Anarchism does not connote absolute, irresponsible, anti-social
individual freedom which violates the rights of others and rejects every
form of organization and self-discipline. Absolute individual freedom
can be attained only in isolation- if at all: “What really takes away
liberty and makes initiative impossible is the isolation which renders
one powerless.” (Errico Malatesta, Life and Ideas, Freedom Press, p. 87)
Anarchism is synonymous with the term “free socialism” or “social
anarchism.” As the term “social” itself implies, anarchism is the free
association of people living together and cooperating in free
communities. The abolition of capitalism and the state; workers’
self-management of industry; distribution according to needs; free
association; are principles which, for all socialist tendencies,
constitute the essence of socialism. To distinguish themselves from
fundamental differences about how and when these aims will be realized,
as well as from the anti-social individualists, Peter Kropotkin and the
other anarchist thinkers defined anarchism as the “left wing of the
socialist movement.” The Russian anarchist Alexei Borovoi declared that
the proper basis for anarchism in a free society is the equality of all
members in a free organization. Social anarchism could be defined as the
equal right to be different.
Responsibility
In social relations between people certain voluntary social norms will
have to be accepted, namely, the obligation to fulfil a freely accepted
agreement. Anarchism is not no government. Anarchism is self-government
(or its equivalent, self-administration). Self-government means
self-discipline. The alternative to self-discipline is enforced
obedience imposed by rulers over their subjects. To avoid this, the
members of every association freely make the rules of their association
and agree to abide by the rules they themselves make. Those who refuse
to live up to their responsibility to honour a voluntary agreement shall
be deprived of its benefits.
Punishment for violation of agreements is balanced by the inalienable
right to secede.
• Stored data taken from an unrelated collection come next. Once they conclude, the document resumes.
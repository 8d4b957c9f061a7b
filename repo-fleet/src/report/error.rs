//! Report rendering error types.

/// Report rendering error.
#[derive(Debug, thiserror::Error)]
pub enum ReportError {
    /// Handlebars rendering error.
    #[error("Report rendering error: {0}")]
    RenderError(#[from] handlebars::RenderError),

    /// A built-in template failed to parse.
    #[error("Report template error: {0}")]
    RegistrationError(#[from] handlebars::TemplateError),
}
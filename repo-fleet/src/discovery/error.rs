//! Repository discovery error types.

use thiserror::Error;

/// Errors that can occur during repository discovery.
#[derive(Debug, Error)]
pub enum DiscoveryError {
    /// The fleet root could not be listed.
    #[error("Cannot read fleet root '{path}': {source}")]
    RootInaccessible {
        path: String,
        #[source]
        source: std::io::Error,
    },
}
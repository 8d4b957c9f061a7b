//! Sync outcome types.

use crate::discovery::Repository;
use serde::Serialize;

/// Classification of one repository's sync.
#[derive(Debug, Clone, Copy, PartialEq, Eq, Serialize)]
#[serde(rename_all = "snake_case")]
pub enum SyncStatus {
    /// Fetch and integrate both succeeded.
    Synced,

    /// Fetch or integrate failed. Covers network errors, merge conflicts and
    /// branches without an upstream alike.
    Conflicted,

    /// Dry run; nothing was executed.
    Skipped,
}

/// Result of syncing a single repository.
#[derive(Debug, Clone, Serialize)]
pub struct SyncOutcome {
    /// Repository that was synced.
    pub repository: Repository,

    /// Classification.
    pub status: SyncStatus,

    /// Raw git output of the failing step(s), empty on success.
    pub diagnostic: String,
}

impl SyncOutcome {
    /// First non-empty line of the diagnostic, used on the report line.
    #[must_use]
    pub fn reason(&self) -> &str {
        self.diagnostic
            .lines()
            .map(str::trim)
            .find(|line| !line.is_empty())
            .unwrap_or("unknown error")
    }
}

#[cfg(test)]
mod tests {
    use super::*;
    use std::path::PathBuf;

    #[test]
    fn reason_skips_blank_lines() {
        let outcome = SyncOutcome {
            repository: Repository::new(PathBuf::from("/fleet/api")),
            status: SyncStatus::Conflicted,
            diagnostic: "\n  \nfatal: unable to access remote\nhint: check credentials".to_string(),
        };
        assert_eq!(outcome.reason(), "fatal: unable to access remote");
    }
}
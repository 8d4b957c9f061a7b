//! In-memory fakes for the capability traits (tests and the `test-support` feature only)
//!
//! Provides `MemoryGit` and `MemoryForge`, which answer from scripted data
//! without spawning processes or touching the network.

use std::collections::{HashMap, HashSet};
use std::path::Path;
use std::sync::{Mutex, PoisonError};

use async_trait::async_trait;

use crate::forge::{Forge, ForgeError};
use crate::vcs::{CommandOutput, VcsError, VersionControl};

fn unreachable(operation: &'static str) -> ForgeError {
    ForgeError::TimedOut {
        operation,
        timeout_secs: 0,
    }
}

// ---------------------------------------------------------------------------
// MemoryGit
// ---------------------------------------------------------------------------

/// Scripted git keyed by repository directory name and subcommand.
///
/// Unscripted commands succeed with empty output, which reads as a clean,
/// up-to-date repository.
#[derive(Debug, Default)]
pub struct MemoryGit {
    responses: Mutex<HashMap<(String, String), Result<CommandOutput, String>>>,
    calls: Mutex<Vec<String>>,
}

impl MemoryGit {
    pub fn new() -> Self {
        Self::default()
    }

    /// Answers `git <subcommand>` in `repo` with `output`.
    pub fn respond(&self, repo: &str, subcommand: &str, output: CommandOutput) {
        self.responses
            .lock()
            .unwrap_or_else(PoisonError::into_inner)
            .insert((repo.to_string(), subcommand.to_string()), Ok(output));
    }

    /// Makes `git <subcommand>` in `repo` fail to start.
    pub fn fail_to_run(&self, repo: &str, subcommand: &str, message: &str) {
        self.responses
            .lock()
            .unwrap_or_else(PoisonError::into_inner)
            .insert(
                (repo.to_string(), subcommand.to_string()),
                Err(message.to_string()),
            );
    }

    /// Every invocation so far, formatted as `repo: args`.
    pub fn calls(&self) -> Vec<String> {
        self.calls.lock().unwrap_or_else(PoisonError::into_inner).clone()
    }
}

#[async_trait]
impl VersionControl for MemoryGit {
    async fn run(&self, repo: &Path, args: &[&str]) -> Result<CommandOutput, VcsError> {
        let name = repo
            .file_name()
            .map(|n| n.to_string_lossy().into_owned())
            .unwrap_or_default();
        let command = args.join(" ");
        self.calls
            .lock()
            .unwrap_or_else(PoisonError::into_inner)
            .push(format!("{name}: {command}"));

        let subcommand = args.first().copied().unwrap_or_default().to_string();
        let response = self
            .responses
            .lock()
            .unwrap_or_else(PoisonError::into_inner)
            .get(&(name, subcommand))
            .cloned();

        match response {
            None => Ok(CommandOutput::ok("")),
            Some(Ok(output)) => Ok(output),
            Some(Err(message)) => Err(VcsError::Spawn {
                command,
                source: std::io::Error::other(message),
            }),
        }
    }
}

// ---------------------------------------------------------------------------
// MemoryForge
// ---------------------------------------------------------------------------

/// Scripted forge for a single organization.
#[derive(Debug, Default)]
pub struct MemoryForge {
    repositories: Vec<String>,
    listing_fails: bool,
    failed_runs: HashMap<(String, String), u64>,
    failing_run_queries: HashSet<(String, String)>,
    files: HashSet<(String, String)>,
    failing_file_probes: HashSet<String>,
    pages: HashSet<String>,
    failing_pages_probes: HashSet<String>,
    calls: Mutex<Vec<String>>,
}

impl MemoryForge {
    pub fn new() -> Self {
        Self::default()
    }

    pub fn with_repositories(mut self, names: &[&str]) -> Self {
        self.repositories = names.iter().map(|n| n.to_string()).collect();
        self
    }

    pub fn failing_listing(mut self) -> Self {
        self.listing_fails = true;
        self
    }

    /// Records `count` recent failed runs of `workflow` in `repo`.
    pub fn with_failed_runs(mut self, repo: &str, workflow: &str, count: u64) -> Self {
        self.failed_runs
            .insert((repo.to_string(), workflow.to_lowercase()), count);
        self
    }

    pub fn failing_run_query(mut self, repo: &str, workflow: &str) -> Self {
        self.failing_run_queries
            .insert((repo.to_string(), workflow.to_lowercase()));
        self
    }

    pub fn with_file(mut self, repo: &str, path: &str) -> Self {
        self.files.insert((repo.to_string(), path.to_string()));
        self
    }

    pub fn failing_file_probe(mut self, repo: &str) -> Self {
        self.failing_file_probes.insert(repo.to_string());
        self
    }

    pub fn with_pages(mut self, repo: &str) -> Self {
        self.pages.insert(repo.to_string());
        self
    }

    pub fn failing_pages_probe(mut self, repo: &str) -> Self {
        self.failing_pages_probes.insert(repo.to_string());
        self
    }

    /// Every query so far, e.g. `runs x CodeQL`.
    pub fn calls(&self) -> Vec<String> {
        self.calls.lock().unwrap_or_else(PoisonError::into_inner).clone()
    }

    fn record(&self, call: String) {
        self.calls
            .lock()
            .unwrap_or_else(PoisonError::into_inner)
            .push(call);
    }
}

#[async_trait]
impl Forge for MemoryForge {
    async fn list_repositories(
        &self,
        org: &str,
        page_size: u8,
    ) -> Result<Vec<String>, ForgeError> {
        self.record(format!("list {org}"));
        if self.listing_fails {
            return Err(unreachable("repository listing"));
        }
        Ok(self
            .repositories
            .iter()
            .take(usize::from(page_size))
            .cloned()
            .collect())
    }

    async fn count_failed_runs(
        &self,
        _org: &str,
        repo: &str,
        workflow: &str,
        window: u8,
    ) -> Result<u64, ForgeError> {
        self.record(format!("runs {repo} {workflow}"));
        let key = (repo.to_string(), workflow.to_lowercase());
        if self.failing_run_queries.contains(&key) {
            return Err(unreachable("run history query"));
        }
        let count = self.failed_runs.get(&key).copied().unwrap_or(0);
        Ok(count.min(u64::from(window)))
    }

    async fn file_exists(&self, _org: &str, repo: &str, path: &str) -> Result<bool, ForgeError> {
        self.record(format!("file {repo} {path}"));
        if self.failing_file_probes.contains(repo) {
            return Err(unreachable("content lookup"));
        }
        Ok(self.files.contains(&(repo.to_string(), path.to_string())))
    }

    async fn pages_enabled(&self, _org: &str, repo: &str) -> Result<bool, ForgeError> {
        self.record(format!("pages {repo}"));
        if self.failing_pages_probes.contains(repo) {
            return Err(unreachable("pages lookup"));
        }
        Ok(self.pages.contains(repo))
    }
}
//! Quicklook downloads
//!
//! A quicklook comes either from a search result feature or from a URL the
//! caller already has. [`ImageSource`] makes "both" impossible to express.

use crate::error::{ClientError, Result};
use std::io::{self, Write};
use std::path::{Path, PathBuf};
use tracing::debug;

/// Where to take a quicklook URL from.
#[derive(Debug, Clone, Copy)]
pub enum ImageSource<'a, F> {
    /// A search result feature carrying quicklook links.
    Feature(&'a F),
    /// A direct preview URL.
    Url(&'a str),
}

/// Write image bytes to a new, uniquely named `.jpg` file and keep it.
///
/// Written into `dir` when given, the system temp dir otherwise.
pub(crate) async fn write_image(bytes: &[u8], dir: Option<&Path>) -> Result<PathBuf> {
    let owned = bytes.to_vec();
    let dir = dir.map(Path::to_path_buf);
    let path = tokio::task::spawn_blocking(move || persist(&owned, dir.as_deref()))
        .await
        .map_err(|e| ClientError::Io(io::Error::other(e)))??;

    debug!(path = %path.display(), size = bytes.len(), "quicklook written");
    Ok(path)
}

/// The file is only kept once every byte is on disk; a failed write
/// removes it with the temp file.
fn persist(bytes: &[u8], dir: Option<&Path>) -> Result<PathBuf> {
    let mut builder = tempfile::Builder::new();
    builder.prefix("hexapi-").suffix(".jpg");
    let mut file = match dir {
        Some(dir) => builder.tempfile_in(dir)?,
        None => builder.tempfile()?,
    };
    file.write_all(bytes)?;
    file.flush()?;

    let (_, path) = file.keep().map_err(|e| ClientError::Io(e.error))?;
    Ok(path)
}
The right of groups and individuals to choose their own
forms of association is, according to Bakunin, the most important of all
political rights. The abrogation of this right leads to the
reintroduction of tyranny. You cannot secede from a jail. Secession will
not paralyse the association. People with strong, overriding common
interests will cooperate. Those who stand more to lose by seceding will
compromise their differences. Those who have little or nothing in common
with the collectivity will not hurt the association by seceding, but
will, on the contrary, eliminate a source of friction, thereby promoting
general harmony.
The vast difference between the anarchist concept of freely accepted
authority in the exchange of services which is the administration of
things, differs fundamentally from the authority of the state, which is
the rule over its subjects, the people. For example, repairing my
television: the authority of the expert mechanic ends when the repairs
are made. The same applies when I agree to paint the mechanic’s room.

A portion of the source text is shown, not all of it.